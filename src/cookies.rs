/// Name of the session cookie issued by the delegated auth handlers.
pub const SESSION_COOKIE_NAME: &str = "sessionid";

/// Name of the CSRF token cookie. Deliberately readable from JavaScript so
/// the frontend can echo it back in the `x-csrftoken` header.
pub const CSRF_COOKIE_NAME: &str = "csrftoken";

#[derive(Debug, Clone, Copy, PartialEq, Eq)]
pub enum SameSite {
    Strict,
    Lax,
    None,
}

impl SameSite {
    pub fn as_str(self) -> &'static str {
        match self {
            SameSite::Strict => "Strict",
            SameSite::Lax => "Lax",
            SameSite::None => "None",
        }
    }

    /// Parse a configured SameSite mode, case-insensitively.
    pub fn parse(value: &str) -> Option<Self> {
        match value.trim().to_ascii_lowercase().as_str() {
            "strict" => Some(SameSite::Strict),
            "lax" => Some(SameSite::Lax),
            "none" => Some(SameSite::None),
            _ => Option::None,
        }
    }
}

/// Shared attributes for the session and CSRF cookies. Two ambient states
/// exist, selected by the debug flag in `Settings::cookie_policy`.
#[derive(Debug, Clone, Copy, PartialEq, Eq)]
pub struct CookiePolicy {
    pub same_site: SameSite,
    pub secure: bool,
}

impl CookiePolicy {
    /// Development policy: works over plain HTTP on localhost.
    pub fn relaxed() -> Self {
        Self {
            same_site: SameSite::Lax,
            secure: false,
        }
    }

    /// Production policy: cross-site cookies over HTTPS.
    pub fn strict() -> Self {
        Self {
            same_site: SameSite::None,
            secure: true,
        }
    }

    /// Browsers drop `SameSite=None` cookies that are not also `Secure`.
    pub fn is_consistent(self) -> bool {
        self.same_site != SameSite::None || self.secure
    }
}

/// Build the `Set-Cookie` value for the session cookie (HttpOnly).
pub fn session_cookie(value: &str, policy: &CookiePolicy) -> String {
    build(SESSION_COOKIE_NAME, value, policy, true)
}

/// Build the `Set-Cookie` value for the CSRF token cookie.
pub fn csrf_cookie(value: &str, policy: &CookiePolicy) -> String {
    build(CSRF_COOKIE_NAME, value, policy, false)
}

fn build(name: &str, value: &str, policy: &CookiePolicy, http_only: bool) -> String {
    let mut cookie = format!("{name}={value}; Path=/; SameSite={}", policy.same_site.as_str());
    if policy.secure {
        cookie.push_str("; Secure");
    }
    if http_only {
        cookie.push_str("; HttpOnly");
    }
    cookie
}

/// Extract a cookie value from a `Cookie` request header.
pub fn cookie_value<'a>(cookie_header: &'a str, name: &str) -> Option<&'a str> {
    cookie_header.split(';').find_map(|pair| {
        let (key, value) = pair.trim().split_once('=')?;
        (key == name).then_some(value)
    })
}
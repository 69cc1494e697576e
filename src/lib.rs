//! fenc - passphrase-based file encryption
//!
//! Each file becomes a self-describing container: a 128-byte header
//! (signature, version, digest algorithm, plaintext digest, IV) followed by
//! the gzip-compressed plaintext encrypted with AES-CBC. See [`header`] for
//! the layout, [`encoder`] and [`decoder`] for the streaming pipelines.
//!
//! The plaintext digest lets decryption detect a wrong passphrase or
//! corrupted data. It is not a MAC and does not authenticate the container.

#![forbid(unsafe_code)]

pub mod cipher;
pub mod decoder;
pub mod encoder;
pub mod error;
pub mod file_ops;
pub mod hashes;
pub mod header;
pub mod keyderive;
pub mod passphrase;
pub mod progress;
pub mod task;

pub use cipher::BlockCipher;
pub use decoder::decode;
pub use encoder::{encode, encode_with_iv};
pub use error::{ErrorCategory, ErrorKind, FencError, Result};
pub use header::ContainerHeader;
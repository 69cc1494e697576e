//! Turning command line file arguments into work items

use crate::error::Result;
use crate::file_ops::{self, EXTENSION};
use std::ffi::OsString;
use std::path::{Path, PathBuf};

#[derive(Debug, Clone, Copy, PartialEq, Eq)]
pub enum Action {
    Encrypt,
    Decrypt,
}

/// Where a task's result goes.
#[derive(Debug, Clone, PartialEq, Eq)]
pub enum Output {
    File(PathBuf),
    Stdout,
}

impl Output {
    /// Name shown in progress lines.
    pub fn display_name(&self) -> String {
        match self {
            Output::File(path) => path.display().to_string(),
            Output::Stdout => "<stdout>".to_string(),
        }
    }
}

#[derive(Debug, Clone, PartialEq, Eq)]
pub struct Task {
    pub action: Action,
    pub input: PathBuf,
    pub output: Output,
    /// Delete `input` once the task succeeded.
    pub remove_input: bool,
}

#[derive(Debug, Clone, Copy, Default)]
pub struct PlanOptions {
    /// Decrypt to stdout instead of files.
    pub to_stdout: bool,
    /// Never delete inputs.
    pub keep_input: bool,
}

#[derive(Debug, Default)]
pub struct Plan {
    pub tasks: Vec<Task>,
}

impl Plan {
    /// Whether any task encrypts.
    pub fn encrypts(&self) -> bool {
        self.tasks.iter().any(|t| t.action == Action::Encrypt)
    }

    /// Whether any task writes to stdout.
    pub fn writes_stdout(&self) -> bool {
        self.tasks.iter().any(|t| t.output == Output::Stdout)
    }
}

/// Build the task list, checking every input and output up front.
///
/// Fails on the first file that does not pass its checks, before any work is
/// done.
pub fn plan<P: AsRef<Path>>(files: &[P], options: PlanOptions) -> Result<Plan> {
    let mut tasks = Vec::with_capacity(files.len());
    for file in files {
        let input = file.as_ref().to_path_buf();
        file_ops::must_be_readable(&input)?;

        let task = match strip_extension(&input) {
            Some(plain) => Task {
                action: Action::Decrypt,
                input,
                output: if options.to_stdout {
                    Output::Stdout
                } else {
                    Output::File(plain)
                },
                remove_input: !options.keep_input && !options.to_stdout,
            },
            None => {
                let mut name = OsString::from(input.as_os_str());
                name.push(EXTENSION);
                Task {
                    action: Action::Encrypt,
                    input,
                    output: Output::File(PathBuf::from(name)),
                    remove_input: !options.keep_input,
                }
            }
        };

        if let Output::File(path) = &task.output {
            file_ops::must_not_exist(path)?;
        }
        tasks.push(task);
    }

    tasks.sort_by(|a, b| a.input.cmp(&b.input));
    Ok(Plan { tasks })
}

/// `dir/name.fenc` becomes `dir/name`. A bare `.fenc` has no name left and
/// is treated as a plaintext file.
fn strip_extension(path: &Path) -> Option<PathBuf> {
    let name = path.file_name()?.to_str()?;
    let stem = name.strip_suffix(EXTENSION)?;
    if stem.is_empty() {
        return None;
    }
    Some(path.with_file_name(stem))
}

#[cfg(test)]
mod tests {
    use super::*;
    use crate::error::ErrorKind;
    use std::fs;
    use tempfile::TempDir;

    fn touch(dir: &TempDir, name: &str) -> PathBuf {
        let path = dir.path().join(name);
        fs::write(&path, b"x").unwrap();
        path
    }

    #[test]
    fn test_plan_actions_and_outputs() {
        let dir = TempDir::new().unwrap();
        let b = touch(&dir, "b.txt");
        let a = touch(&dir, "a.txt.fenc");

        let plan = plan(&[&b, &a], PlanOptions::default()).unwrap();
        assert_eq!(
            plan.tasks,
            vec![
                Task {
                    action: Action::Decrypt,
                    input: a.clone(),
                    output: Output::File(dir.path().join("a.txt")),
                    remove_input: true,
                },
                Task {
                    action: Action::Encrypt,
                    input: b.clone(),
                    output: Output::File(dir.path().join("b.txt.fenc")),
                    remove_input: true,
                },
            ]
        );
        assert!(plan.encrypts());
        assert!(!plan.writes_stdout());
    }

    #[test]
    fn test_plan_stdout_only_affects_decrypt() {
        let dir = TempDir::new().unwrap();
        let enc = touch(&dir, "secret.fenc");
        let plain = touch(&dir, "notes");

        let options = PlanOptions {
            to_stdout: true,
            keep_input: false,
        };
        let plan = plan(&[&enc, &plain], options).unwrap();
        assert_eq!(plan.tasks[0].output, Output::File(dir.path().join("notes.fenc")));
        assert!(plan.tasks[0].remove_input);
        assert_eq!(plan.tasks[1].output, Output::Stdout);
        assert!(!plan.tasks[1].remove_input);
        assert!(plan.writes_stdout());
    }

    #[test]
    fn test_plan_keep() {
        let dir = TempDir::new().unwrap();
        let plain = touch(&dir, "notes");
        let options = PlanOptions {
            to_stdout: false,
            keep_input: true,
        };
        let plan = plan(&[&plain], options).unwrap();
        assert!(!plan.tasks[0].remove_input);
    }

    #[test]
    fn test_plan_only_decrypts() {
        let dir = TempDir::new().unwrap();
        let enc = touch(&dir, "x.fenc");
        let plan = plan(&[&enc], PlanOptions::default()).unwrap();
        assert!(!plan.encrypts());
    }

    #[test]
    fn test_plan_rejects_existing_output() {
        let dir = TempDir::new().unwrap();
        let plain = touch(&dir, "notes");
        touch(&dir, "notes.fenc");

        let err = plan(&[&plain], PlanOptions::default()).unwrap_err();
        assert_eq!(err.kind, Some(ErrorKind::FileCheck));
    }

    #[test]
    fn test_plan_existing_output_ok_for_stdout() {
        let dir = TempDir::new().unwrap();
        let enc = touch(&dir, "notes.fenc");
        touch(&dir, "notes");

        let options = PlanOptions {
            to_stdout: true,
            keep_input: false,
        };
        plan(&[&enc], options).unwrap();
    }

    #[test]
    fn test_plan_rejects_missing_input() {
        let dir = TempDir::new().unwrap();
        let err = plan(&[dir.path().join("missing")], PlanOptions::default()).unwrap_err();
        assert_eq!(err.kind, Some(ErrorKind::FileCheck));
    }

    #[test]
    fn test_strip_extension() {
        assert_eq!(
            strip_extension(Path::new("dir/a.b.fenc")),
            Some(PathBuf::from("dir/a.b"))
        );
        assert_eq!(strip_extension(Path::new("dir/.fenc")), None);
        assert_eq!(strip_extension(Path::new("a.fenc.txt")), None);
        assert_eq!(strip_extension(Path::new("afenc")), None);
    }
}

==

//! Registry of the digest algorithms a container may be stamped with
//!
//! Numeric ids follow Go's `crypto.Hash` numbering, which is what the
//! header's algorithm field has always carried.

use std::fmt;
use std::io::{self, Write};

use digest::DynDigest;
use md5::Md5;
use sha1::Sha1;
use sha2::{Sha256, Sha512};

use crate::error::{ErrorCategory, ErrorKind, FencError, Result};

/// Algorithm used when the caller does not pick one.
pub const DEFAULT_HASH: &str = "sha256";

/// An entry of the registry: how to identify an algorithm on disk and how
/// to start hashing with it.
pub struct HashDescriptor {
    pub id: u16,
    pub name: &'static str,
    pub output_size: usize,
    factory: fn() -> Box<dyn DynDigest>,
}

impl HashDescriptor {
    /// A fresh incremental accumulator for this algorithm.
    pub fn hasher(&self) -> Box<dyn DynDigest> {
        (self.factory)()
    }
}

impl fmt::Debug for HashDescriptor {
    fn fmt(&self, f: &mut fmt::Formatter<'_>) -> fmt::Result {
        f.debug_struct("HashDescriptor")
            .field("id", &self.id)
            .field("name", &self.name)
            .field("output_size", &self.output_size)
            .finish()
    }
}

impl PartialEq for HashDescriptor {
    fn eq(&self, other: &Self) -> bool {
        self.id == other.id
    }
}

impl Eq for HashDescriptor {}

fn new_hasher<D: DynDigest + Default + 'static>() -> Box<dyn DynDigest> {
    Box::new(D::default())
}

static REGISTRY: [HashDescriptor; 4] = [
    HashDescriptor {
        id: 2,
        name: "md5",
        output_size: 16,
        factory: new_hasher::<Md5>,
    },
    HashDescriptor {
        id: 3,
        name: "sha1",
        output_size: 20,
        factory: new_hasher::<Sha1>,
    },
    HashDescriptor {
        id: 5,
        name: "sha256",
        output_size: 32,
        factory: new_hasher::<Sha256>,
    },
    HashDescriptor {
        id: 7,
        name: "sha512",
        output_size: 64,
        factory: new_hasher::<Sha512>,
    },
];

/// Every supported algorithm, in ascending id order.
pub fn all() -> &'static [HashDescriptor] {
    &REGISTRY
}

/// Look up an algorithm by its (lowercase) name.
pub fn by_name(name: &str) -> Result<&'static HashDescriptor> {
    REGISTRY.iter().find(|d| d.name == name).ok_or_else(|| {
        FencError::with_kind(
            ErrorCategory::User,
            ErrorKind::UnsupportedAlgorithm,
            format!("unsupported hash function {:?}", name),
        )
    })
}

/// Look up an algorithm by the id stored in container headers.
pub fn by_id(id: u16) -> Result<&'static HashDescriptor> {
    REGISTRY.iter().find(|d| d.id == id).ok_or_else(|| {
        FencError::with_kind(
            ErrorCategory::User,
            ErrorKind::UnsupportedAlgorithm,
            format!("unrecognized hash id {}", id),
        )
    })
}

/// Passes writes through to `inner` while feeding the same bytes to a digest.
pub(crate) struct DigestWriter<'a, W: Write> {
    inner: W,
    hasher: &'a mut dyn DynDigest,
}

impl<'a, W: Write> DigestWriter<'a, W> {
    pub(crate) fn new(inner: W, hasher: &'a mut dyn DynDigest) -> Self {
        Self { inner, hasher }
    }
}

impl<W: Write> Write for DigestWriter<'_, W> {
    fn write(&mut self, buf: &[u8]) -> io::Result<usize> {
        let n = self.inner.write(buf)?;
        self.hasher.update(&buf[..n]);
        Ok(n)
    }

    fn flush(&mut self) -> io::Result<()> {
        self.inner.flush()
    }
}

==

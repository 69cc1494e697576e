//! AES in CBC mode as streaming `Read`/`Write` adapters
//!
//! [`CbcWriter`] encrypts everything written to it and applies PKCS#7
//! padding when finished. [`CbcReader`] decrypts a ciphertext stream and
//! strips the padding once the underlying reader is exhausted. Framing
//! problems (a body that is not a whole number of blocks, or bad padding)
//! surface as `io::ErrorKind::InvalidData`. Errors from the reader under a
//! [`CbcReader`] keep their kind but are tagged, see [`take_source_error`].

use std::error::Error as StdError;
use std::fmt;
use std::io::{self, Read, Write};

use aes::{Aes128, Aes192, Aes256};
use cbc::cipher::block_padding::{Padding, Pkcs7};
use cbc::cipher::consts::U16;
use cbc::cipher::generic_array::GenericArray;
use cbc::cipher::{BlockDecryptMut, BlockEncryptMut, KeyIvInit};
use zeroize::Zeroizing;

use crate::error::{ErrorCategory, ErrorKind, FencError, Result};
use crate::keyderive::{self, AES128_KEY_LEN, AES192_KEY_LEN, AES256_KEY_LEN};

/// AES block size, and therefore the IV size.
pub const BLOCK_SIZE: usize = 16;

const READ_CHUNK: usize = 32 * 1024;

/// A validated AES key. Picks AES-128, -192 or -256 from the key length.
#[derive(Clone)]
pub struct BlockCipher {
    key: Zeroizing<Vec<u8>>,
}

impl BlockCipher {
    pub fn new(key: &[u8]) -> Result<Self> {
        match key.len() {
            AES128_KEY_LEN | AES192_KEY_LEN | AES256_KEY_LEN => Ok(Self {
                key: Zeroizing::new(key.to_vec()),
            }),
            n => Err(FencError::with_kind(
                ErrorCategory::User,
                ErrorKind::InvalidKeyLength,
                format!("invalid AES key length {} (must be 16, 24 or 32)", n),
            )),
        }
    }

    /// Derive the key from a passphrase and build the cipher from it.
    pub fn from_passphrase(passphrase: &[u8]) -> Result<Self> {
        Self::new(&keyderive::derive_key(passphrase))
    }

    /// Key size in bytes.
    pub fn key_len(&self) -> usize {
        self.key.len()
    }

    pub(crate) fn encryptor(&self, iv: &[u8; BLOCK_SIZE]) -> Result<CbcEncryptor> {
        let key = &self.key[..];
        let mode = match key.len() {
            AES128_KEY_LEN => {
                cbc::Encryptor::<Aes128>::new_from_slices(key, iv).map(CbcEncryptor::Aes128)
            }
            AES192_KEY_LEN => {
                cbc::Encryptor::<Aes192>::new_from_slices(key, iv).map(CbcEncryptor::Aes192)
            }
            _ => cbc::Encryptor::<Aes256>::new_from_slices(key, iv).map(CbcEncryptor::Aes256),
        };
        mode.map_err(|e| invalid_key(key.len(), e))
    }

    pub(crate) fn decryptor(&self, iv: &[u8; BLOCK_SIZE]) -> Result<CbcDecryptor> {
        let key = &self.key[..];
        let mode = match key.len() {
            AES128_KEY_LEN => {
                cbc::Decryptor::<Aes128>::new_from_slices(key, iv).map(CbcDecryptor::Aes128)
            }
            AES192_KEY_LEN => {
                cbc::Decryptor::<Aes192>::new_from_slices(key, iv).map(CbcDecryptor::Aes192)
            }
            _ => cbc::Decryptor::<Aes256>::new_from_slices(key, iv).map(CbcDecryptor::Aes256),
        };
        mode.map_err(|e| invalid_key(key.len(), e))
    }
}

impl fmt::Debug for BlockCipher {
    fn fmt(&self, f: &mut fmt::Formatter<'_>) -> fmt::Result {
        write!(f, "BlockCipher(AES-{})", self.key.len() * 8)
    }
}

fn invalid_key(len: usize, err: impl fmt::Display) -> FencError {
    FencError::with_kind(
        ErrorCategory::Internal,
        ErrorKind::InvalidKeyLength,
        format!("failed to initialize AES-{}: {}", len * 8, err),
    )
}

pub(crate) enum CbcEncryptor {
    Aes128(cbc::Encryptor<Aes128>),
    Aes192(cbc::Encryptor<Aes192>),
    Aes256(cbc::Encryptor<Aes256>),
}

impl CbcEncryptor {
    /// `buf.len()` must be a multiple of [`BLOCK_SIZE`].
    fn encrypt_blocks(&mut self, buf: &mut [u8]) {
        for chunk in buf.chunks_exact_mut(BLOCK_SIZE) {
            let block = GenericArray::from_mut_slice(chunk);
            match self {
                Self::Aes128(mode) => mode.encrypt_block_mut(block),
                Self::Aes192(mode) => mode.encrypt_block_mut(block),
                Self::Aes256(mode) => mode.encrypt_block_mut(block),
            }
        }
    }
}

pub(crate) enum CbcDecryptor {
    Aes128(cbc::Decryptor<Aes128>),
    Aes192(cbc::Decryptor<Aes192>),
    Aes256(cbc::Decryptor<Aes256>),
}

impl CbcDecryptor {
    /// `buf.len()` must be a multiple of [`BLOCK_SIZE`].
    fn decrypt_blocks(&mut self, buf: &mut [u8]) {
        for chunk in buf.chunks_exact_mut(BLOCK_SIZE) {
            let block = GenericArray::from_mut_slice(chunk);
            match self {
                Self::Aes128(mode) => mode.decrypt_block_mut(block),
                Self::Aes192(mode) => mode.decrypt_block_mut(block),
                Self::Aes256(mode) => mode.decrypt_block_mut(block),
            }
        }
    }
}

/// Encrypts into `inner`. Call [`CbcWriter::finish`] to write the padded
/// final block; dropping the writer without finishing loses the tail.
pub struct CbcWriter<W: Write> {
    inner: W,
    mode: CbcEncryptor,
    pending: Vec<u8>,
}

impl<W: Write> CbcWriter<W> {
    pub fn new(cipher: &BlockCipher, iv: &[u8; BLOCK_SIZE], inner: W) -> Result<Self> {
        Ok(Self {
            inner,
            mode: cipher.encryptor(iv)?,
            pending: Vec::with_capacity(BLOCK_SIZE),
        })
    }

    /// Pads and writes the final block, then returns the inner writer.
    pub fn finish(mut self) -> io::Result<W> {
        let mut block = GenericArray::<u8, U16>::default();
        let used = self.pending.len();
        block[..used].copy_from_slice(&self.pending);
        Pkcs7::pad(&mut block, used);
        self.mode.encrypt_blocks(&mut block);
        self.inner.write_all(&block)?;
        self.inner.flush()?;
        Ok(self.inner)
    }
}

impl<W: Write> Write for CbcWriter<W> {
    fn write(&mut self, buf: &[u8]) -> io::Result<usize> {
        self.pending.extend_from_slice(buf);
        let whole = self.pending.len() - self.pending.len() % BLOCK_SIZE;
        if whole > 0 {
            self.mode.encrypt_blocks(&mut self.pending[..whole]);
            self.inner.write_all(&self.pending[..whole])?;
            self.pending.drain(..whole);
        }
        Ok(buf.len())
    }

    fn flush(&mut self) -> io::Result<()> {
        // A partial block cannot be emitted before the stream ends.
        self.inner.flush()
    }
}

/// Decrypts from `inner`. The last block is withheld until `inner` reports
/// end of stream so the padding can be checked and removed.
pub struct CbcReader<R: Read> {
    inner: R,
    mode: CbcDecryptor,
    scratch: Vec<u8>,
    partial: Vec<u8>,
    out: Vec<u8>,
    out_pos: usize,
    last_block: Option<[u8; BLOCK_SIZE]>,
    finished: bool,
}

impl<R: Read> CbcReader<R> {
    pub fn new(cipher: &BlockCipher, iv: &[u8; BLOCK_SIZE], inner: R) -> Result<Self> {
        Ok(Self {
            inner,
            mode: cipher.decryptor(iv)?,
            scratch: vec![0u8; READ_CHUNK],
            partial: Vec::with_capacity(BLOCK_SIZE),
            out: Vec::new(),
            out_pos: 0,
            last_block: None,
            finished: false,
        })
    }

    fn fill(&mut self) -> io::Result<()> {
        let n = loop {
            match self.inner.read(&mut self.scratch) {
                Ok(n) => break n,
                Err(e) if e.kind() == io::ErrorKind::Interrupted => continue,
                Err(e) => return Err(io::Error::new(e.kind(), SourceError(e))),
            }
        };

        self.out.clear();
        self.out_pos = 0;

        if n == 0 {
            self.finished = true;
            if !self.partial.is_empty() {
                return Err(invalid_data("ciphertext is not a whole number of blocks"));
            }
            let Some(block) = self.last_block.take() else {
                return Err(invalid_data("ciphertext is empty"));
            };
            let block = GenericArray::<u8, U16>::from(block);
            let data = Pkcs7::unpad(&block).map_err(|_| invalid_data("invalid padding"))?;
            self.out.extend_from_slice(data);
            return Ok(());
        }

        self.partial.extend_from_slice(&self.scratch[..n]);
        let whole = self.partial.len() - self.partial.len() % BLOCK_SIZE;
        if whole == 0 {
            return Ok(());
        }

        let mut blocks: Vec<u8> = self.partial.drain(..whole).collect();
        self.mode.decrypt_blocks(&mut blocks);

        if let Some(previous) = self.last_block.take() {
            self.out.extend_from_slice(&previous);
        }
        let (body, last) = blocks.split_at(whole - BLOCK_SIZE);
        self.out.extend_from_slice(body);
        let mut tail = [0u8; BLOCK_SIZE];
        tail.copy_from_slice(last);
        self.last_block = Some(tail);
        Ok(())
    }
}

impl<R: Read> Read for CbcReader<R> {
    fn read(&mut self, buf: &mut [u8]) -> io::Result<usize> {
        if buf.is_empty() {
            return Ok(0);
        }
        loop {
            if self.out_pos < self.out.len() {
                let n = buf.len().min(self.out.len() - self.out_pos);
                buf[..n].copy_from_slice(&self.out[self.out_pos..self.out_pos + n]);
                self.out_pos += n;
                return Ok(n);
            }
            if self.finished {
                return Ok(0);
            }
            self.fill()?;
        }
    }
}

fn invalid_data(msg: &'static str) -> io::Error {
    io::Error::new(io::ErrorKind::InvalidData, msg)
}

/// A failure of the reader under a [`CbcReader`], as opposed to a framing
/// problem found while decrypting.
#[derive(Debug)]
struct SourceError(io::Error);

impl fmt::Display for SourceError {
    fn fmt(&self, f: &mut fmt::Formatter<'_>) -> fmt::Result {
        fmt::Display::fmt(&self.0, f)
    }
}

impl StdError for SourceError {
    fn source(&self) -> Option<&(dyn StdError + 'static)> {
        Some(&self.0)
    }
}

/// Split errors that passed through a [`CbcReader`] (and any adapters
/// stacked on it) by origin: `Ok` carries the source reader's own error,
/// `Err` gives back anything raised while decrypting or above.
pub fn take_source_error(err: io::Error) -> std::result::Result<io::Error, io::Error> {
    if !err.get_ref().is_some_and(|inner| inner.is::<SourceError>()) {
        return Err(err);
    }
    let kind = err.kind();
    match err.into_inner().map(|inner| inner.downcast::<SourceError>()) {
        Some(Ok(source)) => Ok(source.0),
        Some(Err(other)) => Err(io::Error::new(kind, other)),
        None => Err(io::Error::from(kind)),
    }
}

### Requirement
Look through the data above and return exactly the lines from the one that contains "filename src/cookies.rs" to the one that contains "the frontend can", inclusive, with nothing else.

### Output of the task
filename src/cookies.rs
/// Name of the session cookie issued by the delegated auth handlers.
pub const SESSION_COOKIE_NAME: &str = "sessionid";

/// Name of the CSRF token cookie. Deliberately readable from JavaScript so
/// the frontend can echo it back in the `x-csrftoken` header.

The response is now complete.